Hi.  Let me note, that while much could be written, I am keeping this short.

This link goes to the Office of Minority Health (OMH)’s page for National Minority Mental Health Awareness Month (observed in July)  https://minorityhealth.hhs.gov...ority-mental-health/

Here are some of the issues:

  • The official name is actually, Bebe Moore Campbell National Minority Mental Health Awareness Month, which is not on the landing page; and that history is significant.
  • There is the office’s name of, “Minority”, which is neither appropriate nor necessarily accurate to their stated mission: “The Office of Minority Health is dedicated to improving the health of racial and ethnic minority populations through the development of health policies and programs that will help eliminate health disparities.”
    • We know using the term “minority” depersonalizes identities.  
    • While the data is what it is, from the most recent data reports and projections I can find, considering non-white race and ethnicity as “minority” in the US, we see either:
      • If some of the concerns about the 2020 census data are correct, we may already be where non-white race and ethnicity are not a minority.
      • Or, the projections are, that isn’t too far in the future, from that not being accurate.
    • Then we also know that there are other groups (within and without the identified group), who in the spirit of the month, need to be included.
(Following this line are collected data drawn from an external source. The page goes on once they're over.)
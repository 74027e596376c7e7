//! Schema-shaped NF-e document (layout 4.00) as accepted by the fiscal
//! document API.
//!
//! Optional groups use `skip_serializing_if` so a field the rules omit is
//! absent from the JSON, never `null`. Monetary values serialize as JSON
//! numbers.

use rust_decimal::Decimal;
use serde::ser::SerializeMap;
use serde::{Serialize, Serializer};

/// Layout version of the fiscal schema in force.
pub const SCHEMA_VERSION: &str = "4.00";

/// Placeholder the schema requires when a product has no barcode.
pub const NO_GTIN: &str = "SEM GTIN";

#[derive(Debug, Clone, PartialEq, Serialize)]
pub struct BuiltDocument {
    #[serde(rename = "ambiente")]
    pub environment: String,
    #[serde(rename = "referencia")]
    pub reference: String,
    #[serde(rename = "infNFe")]
    pub info: InvoiceInfo,
}

impl BuiltDocument {
    pub fn to_json_bytes(&self) -> serde_json::Result<Vec<u8>> {
        serde_json::to_vec(self)
    }

    /// Document total (`vNF`).
    pub fn total(&self) -> Decimal {
        self.info.total.icms.invoice_total
    }
}

#[derive(Debug, Clone, PartialEq, Serialize)]
pub struct InvoiceInfo {
    #[serde(rename = "versao")]
    pub version: String,
    #[serde(rename = "ide")]
    pub identification: Identification,
    #[serde(rename = "emit")]
    pub issuer: Issuer,
    #[serde(rename = "dest")]
    pub recipient: Recipient,
    #[serde(rename = "det")]
    pub items: Vec<ItemDetail>,
    pub total: Totals,
    #[serde(rename = "transp")]
    pub transport: Transport,
    #[serde(rename = "pag")]
    pub payment: Payment,
    #[serde(rename = "infAdic", skip_serializing_if = "Option::is_none")]
    pub additional_info: Option<AdditionalInfo>,
}

#[derive(Debug, Clone, PartialEq, Serialize)]
pub struct Identification {
    #[serde(rename = "cUF")]
    pub state_code: u8,
    #[serde(rename = "natOp")]
    pub nature_of_operation: String,
    #[serde(rename = "mod")]
    pub model: u8,
    #[serde(rename = "serie")]
    pub series: u32,
    #[serde(rename = "nNF")]
    pub number: u64,
    #[serde(rename = "dhEmi")]
    pub issued_at: String,
    /// 0 = inbound, 1 = outbound.
    #[serde(rename = "tpNF")]
    pub operation_type: u8,
    /// 1 = same state, 2 = interstate, 3 = abroad.
    #[serde(rename = "idDest")]
    pub destination: u8,
    #[serde(rename = "cMunFG")]
    pub municipality_code: String,
    #[serde(rename = "tpImp")]
    pub print_format: u8,
    #[serde(rename = "tpEmis")]
    pub emission_type: u8,
    #[serde(rename = "tpAmb")]
    pub environment: u8,
    #[serde(rename = "finNFe")]
    pub purpose: u8,
    #[serde(rename = "indFinal")]
    pub final_consumer: u8,
    #[serde(rename = "indPres")]
    pub presence: u8,
    #[serde(rename = "procEmi")]
    pub emission_process: u8,
    #[serde(rename = "verProc")]
    pub process_version: String,
}

/// Exactly one of `CPF`/`CNPJ` ends up in the flattened party object.
#[derive(Debug, Clone, PartialEq, Eq, Serialize)]
pub enum TaxIdentifier {
    #[serde(rename = "CPF")]
    Cpf(String),
    #[serde(rename = "CNPJ")]
    Cnpj(String),
}

#[derive(Debug, Clone, PartialEq, Serialize)]
pub struct AddressBlock {
    #[serde(rename = "xLgr")]
    pub street: String,
    #[serde(rename = "nro")]
    pub number: String,
    #[serde(rename = "xCpl", skip_serializing_if = "Option::is_none")]
    pub complement: Option<String>,
    #[serde(rename = "xBairro")]
    pub neighborhood: String,
    #[serde(rename = "cMun")]
    pub municipality_code: String,
    #[serde(rename = "xMun")]
    pub municipality_name: String,
    #[serde(rename = "UF")]
    pub state: String,
    #[serde(rename = "CEP")]
    pub postal_code: String,
    #[serde(rename = "cPais")]
    pub country_code: String,
    #[serde(rename = "xPais")]
    pub country_name: String,
    #[serde(rename = "fone", skip_serializing_if = "Option::is_none")]
    pub phone: Option<String>,
}

#[derive(Debug, Clone, PartialEq, Serialize)]
pub struct Issuer {
    #[serde(flatten)]
    pub id: TaxIdentifier,
    #[serde(rename = "xNome")]
    pub legal_name: String,
    #[serde(rename = "xFant", skip_serializing_if = "Option::is_none")]
    pub trade_name: Option<String>,
    #[serde(rename = "enderEmit")]
    pub address: AddressBlock,
    #[serde(rename = "IE", skip_serializing_if = "Option::is_none")]
    pub state_registration: Option<String>,
    #[serde(rename = "CRT")]
    pub tax_regime: u8,
}

#[derive(Debug, Clone, PartialEq, Serialize)]
pub struct Recipient {
    #[serde(flatten)]
    pub id: TaxIdentifier,
    #[serde(rename = "xNome")]
    pub name: String,
    #[serde(rename = "enderDest")]
    pub address: AddressBlock,
    #[serde(rename = "indIEDest")]
    pub registration_indicator: u8,
    #[serde(rename = "IE", skip_serializing_if = "Option::is_none")]
    pub state_registration: Option<String>,
    #[serde(skip_serializing_if = "Option::is_none")]
    pub email: Option<String>,
}

#[derive(Debug, Clone, PartialEq, Serialize)]
pub struct ItemDetail {
    #[serde(rename = "nItem")]
    pub number: u32,
    #[serde(rename = "prod")]
    pub product: Product,
    #[serde(rename = "imposto")]
    pub taxes: ItemTaxes,
}

#[derive(Debug, Clone, PartialEq, Serialize)]
pub struct Product {
    #[serde(rename = "cProd")]
    pub code: String,
    #[serde(rename = "cEAN")]
    pub gtin: String,
    #[serde(rename = "xProd")]
    pub description: String,
    #[serde(rename = "NCM")]
    pub ncm: String,
    #[serde(rename = "CEST", skip_serializing_if = "Option::is_none")]
    pub cest: Option<String>,
    #[serde(rename = "CFOP")]
    pub cfop: String,
    #[serde(rename = "uCom")]
    pub unit: String,
    #[serde(rename = "qCom", with = "rust_decimal::serde::arbitrary_precision")]
    pub quantity: Decimal,
    #[serde(rename = "vUnCom", with = "rust_decimal::serde::arbitrary_precision")]
    pub unit_price: Decimal,
    #[serde(rename = "vProd", with = "rust_decimal::serde::arbitrary_precision")]
    pub total: Decimal,
    #[serde(rename = "cEANTrib")]
    pub taxable_gtin: String,
    #[serde(rename = "uTrib")]
    pub taxable_unit: String,
    #[serde(rename = "qTrib", with = "rust_decimal::serde::arbitrary_precision")]
    pub taxable_quantity: Decimal,
    #[serde(rename = "vUnTrib", with = "rust_decimal::serde::arbitrary_precision")]
    pub taxable_unit_price: Decimal,
    /// 1 = line value composes the document total.
    #[serde(rename = "indTot")]
    pub composes_total: u8,
}

/// A tax group whose JSON key carries the situation code, e.g.
/// `{"ICMSSN102": {...}}` or `{"PISNT": {...}}`.
#[derive(Debug, Clone, PartialEq)]
pub struct Keyed<T> {
    pub key: String,
    pub value: T,
}

impl<T> Keyed<T> {
    pub fn new(key: impl Into<String>, value: T) -> Self {
        Self {
            key: key.into(),
            value,
        }
    }
}

impl<T: Serialize> Serialize for Keyed<T> {
    fn serialize<S: Serializer>(&self, serializer: S) -> Result<S::Ok, S::Error> {
        let mut map = serializer.serialize_map(Some(1))?;
        map.serialize_entry(&self.key, &self.value)?;
        map.end()
    }
}

#[derive(Debug, Clone, PartialEq, Serialize)]
pub struct ItemTaxes {
    #[serde(rename = "ICMS")]
    pub icms: Keyed<IcmsBlock>,
    #[serde(rename = "PIS")]
    pub pis: Keyed<ContributionBlock>,
    #[serde(rename = "COFINS")]
    pub cofins: Keyed<ContributionBlock>,
}

#[derive(Debug, Clone, PartialEq, Serialize)]
#[serde(untagged)]
pub enum IcmsBlock {
    Simplified(SimplifiedIcms),
    Relieved(RelievedIcms),
    Taxed(TaxedIcms),
}

impl IcmsBlock {
    pub fn base(&self) -> Decimal {
        match self {
            IcmsBlock::Simplified(_) => Decimal::ZERO,
            IcmsBlock::Relieved(b) => b.base,
            IcmsBlock::Taxed(b) => b.base,
        }
    }

    pub fn value(&self) -> Decimal {
        match self {
            IcmsBlock::Simplified(_) => Decimal::ZERO,
            IcmsBlock::Relieved(b) => b.value,
            IcmsBlock::Taxed(b) => b.value,
        }
    }
}

/// Simples Nacional group; the CSOSN fixes the treatment, no amounts.
#[derive(Debug, Clone, PartialEq, Serialize)]
pub struct SimplifiedIcms {
    pub orig: u8,
    #[serde(rename = "CSOSN")]
    pub csosn: String,
}

/// Exempt, not taxed, suspended or previously charged (CST 40/41/50/60).
#[derive(Debug, Clone, PartialEq, Serialize)]
pub struct RelievedIcms {
    pub orig: u8,
    #[serde(rename = "CST")]
    pub cst: String,
    #[serde(rename = "vBC", with = "rust_decimal::serde::arbitrary_precision")]
    pub base: Decimal,
    #[serde(rename = "vICMS", with = "rust_decimal::serde::arbitrary_precision")]
    pub value: Decimal,
    #[serde(rename = "motDesICMS")]
    pub relief_reason: u8,
}

#[derive(Debug, Clone, PartialEq, Serialize)]
pub struct TaxedIcms {
    pub orig: u8,
    #[serde(rename = "CST")]
    pub cst: String,
    /// 3 = base is the operation value.
    #[serde(rename = "modBC")]
    pub base_mode: u8,
    #[serde(rename = "vBC", with = "rust_decimal::serde::arbitrary_precision")]
    pub base: Decimal,
    #[serde(rename = "pICMS", with = "rust_decimal::serde::arbitrary_precision")]
    pub rate: Decimal,
    #[serde(rename = "vICMS", with = "rust_decimal::serde::arbitrary_precision")]
    pub value: Decimal,
}

/// PIS/COFINS group for situation codes that carry no amounts.
#[derive(Debug, Clone, PartialEq, Serialize)]
pub struct ContributionBlock {
    #[serde(rename = "CST")]
    pub cst: String,
}

#[derive(Debug, Clone, PartialEq, Serialize)]
pub struct Totals {
    #[serde(rename = "ICMSTot")]
    pub icms: IcmsTotals,
}

#[derive(Debug, Clone, PartialEq, Serialize)]
pub struct IcmsTotals {
    #[serde(rename = "vBC", with = "rust_decimal::serde::arbitrary_precision")]
    pub base: Decimal,
    #[serde(rename = "vICMS", with = "rust_decimal::serde::arbitrary_precision")]
    pub icms: Decimal,
    #[serde(rename = "vICMSDeson", with = "rust_decimal::serde::arbitrary_precision")]
    pub icms_relieved: Decimal,
    #[serde(rename = "vFCP", with = "rust_decimal::serde::arbitrary_precision")]
    pub poverty_fund: Decimal,
    #[serde(rename = "vBCST", with = "rust_decimal::serde::arbitrary_precision")]
    pub st_base: Decimal,
    #[serde(rename = "vST", with = "rust_decimal::serde::arbitrary_precision")]
    pub st: Decimal,
    #[serde(rename = "vFCPST", with = "rust_decimal::serde::arbitrary_precision")]
    pub st_poverty_fund: Decimal,
    #[serde(rename = "vFCPSTRet", with = "rust_decimal::serde::arbitrary_precision")]
    pub st_poverty_fund_withheld: Decimal,
    #[serde(rename = "vProd", with = "rust_decimal::serde::arbitrary_precision")]
    pub products: Decimal,
    #[serde(rename = "vFrete", with = "rust_decimal::serde::arbitrary_precision")]
    pub freight: Decimal,
    #[serde(rename = "vSeg", with = "rust_decimal::serde::arbitrary_precision")]
    pub insurance: Decimal,
    #[serde(rename = "vDesc", with = "rust_decimal::serde::arbitrary_precision")]
    pub discount: Decimal,
    #[serde(rename = "vII", with = "rust_decimal::serde::arbitrary_precision")]
    pub import_tax: Decimal,
    #[serde(rename = "vIPI", with = "rust_decimal::serde::arbitrary_precision")]
    pub ipi: Decimal,
    #[serde(rename = "vIPIDevol", with = "rust_decimal::serde::arbitrary_precision")]
    pub ipi_returned: Decimal,
    #[serde(rename = "vPIS", with = "rust_decimal::serde::arbitrary_precision")]
    pub pis: Decimal,
    #[serde(rename = "vCOFINS", with = "rust_decimal::serde::arbitrary_precision")]
    pub cofins: Decimal,
    #[serde(rename = "vOutro", with = "rust_decimal::serde::arbitrary_precision")]
    pub other: Decimal,
    #[serde(rename = "vNF", with = "rust_decimal::serde::arbitrary_precision")]
    pub invoice_total: Decimal,
}

impl IcmsTotals {
    /// Totals for a document with no freight, insurance, discounts or
    /// substitution amounts.
    pub fn from_items(products: Decimal, base: Decimal, icms: Decimal) -> Self {
        Self {
            base,
            icms,
            icms_relieved: Decimal::ZERO,
            poverty_fund: Decimal::ZERO,
            st_base: Decimal::ZERO,
            st: Decimal::ZERO,
            st_poverty_fund: Decimal::ZERO,
            st_poverty_fund_withheld: Decimal::ZERO,
            products,
            freight: Decimal::ZERO,
            insurance: Decimal::ZERO,
            discount: Decimal::ZERO,
            import_tax: Decimal::ZERO,
            ipi: Decimal::ZERO,
            ipi_returned: Decimal::ZERO,
            pis: Decimal::ZERO,
            cofins: Decimal::ZERO,
            other: Decimal::ZERO,
            invoice_total: products,
        }
    }
}

#[derive(Debug, Clone, PartialEq, Serialize)]
pub struct Transport {
    /// 9 = no freight.
    #[serde(rename = "modFrete")]
    pub freight_mode: u8,
}

#[derive(Debug, Clone, PartialEq, Serialize)]
pub struct Payment {
    #[serde(rename = "detPag")]
    pub lines: Vec<PaymentDetail>,
}

#[derive(Debug, Clone, PartialEq, Serialize)]
pub struct PaymentDetail {
    #[serde(rename = "tPag")]
    pub method: String,
    #[serde(rename = "vPag", with = "rust_decimal::serde::arbitrary_precision")]
    pub amount: Decimal,
}

#[derive(Debug, Clone, PartialEq, Serialize)]
pub struct AdditionalInfo {
    #[serde(rename = "infCpl")]
    pub complementary: String,
}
Then, switching, there are the very real needs to create understanding, destigmatize, or/and increase access to services with or/and for those this month is intended to impact. … And, today, I’m not going to outline any necessary steps (including addressing the above), I’m going to be transparent. I don’t understand why we aren’t already where we should be, why any individual isn’t given all that they need; and I am not limiting that to mental health, I mean all their needs.   Knowing the reality of our interconnection, it is completely illogical we aren’t doing all we can.  Which is part of why I have my initiative, Connect All, so that we do start doing all we can. We must address the root sources of why we aren’t already doing what is needed, while doing what is needed. 

In closing, because it is necessary, I will find a way to appropriately advocate and do my part with/for those this month is intended to impact in the way it is meant to; as I also do all I can for the much bigger and needed.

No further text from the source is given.